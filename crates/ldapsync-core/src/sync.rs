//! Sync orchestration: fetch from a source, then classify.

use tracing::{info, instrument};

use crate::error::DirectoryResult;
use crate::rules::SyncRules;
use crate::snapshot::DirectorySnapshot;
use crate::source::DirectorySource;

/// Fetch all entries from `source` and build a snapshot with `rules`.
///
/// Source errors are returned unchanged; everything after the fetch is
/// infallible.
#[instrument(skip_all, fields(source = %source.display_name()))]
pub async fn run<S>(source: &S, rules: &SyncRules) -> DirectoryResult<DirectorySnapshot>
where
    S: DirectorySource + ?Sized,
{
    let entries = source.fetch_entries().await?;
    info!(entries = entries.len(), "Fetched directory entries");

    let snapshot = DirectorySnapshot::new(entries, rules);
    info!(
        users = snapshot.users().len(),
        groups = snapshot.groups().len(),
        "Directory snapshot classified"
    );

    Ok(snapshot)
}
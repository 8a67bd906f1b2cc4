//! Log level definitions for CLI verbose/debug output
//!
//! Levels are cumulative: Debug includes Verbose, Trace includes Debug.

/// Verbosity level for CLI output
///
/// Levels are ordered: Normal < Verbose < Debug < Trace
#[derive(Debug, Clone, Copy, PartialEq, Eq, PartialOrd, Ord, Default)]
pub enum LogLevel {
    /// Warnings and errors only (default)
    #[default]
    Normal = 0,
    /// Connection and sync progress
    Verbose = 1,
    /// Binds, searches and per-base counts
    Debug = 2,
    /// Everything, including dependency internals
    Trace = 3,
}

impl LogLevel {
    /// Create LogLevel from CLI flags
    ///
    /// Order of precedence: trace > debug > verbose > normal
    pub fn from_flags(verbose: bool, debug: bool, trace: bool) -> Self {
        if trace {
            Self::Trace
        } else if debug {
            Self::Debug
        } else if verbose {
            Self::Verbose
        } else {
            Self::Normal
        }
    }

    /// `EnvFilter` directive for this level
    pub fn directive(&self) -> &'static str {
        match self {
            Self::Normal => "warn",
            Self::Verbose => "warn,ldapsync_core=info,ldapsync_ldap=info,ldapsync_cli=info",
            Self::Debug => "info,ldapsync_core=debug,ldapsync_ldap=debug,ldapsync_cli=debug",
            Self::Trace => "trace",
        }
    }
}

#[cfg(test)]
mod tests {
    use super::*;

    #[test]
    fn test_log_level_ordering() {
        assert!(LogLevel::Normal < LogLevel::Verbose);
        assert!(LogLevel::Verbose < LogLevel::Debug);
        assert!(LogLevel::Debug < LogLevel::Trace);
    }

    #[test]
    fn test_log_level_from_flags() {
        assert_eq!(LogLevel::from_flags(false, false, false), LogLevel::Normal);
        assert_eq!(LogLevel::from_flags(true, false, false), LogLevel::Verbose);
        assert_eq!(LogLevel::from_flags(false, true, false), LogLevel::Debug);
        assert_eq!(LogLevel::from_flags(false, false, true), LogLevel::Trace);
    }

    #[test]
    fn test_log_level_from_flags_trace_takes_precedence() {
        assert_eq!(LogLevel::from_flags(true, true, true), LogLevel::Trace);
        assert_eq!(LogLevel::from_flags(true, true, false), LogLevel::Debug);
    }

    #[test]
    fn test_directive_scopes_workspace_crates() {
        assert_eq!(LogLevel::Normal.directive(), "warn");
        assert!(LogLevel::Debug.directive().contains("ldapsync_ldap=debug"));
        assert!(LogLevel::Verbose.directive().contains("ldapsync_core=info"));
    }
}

----------

• [Task statement]:
Please output the lines of the listing above that fall in the stretch from the one with "assert!(LogLevel::Debug < LogLevel::Trace);" through the one with "true, true), LogLevel::Trace);", exactly and only those.

• [Task solution]:
        assert!(LogLevel::Debug < LogLevel::Trace);
    }

    #[test]
    fn test_log_level_from_flags() {
        assert_eq!(LogLevel::from_flags(false, false, false), LogLevel::Normal);
        assert_eq!(LogLevel::from_flags(true, false, false), LogLevel::Verbose);
        assert_eq!(LogLevel::from_flags(false, true, false), LogLevel::Debug);
        assert_eq!(LogLevel::from_flags(false, false, true), LogLevel::Trace);
    }

    #[test]
    fn test_log_level_from_flags_trace_takes_precedence() {
        assert_eq!(LogLevel::from_flags(true, true, true), LogLevel::Trace);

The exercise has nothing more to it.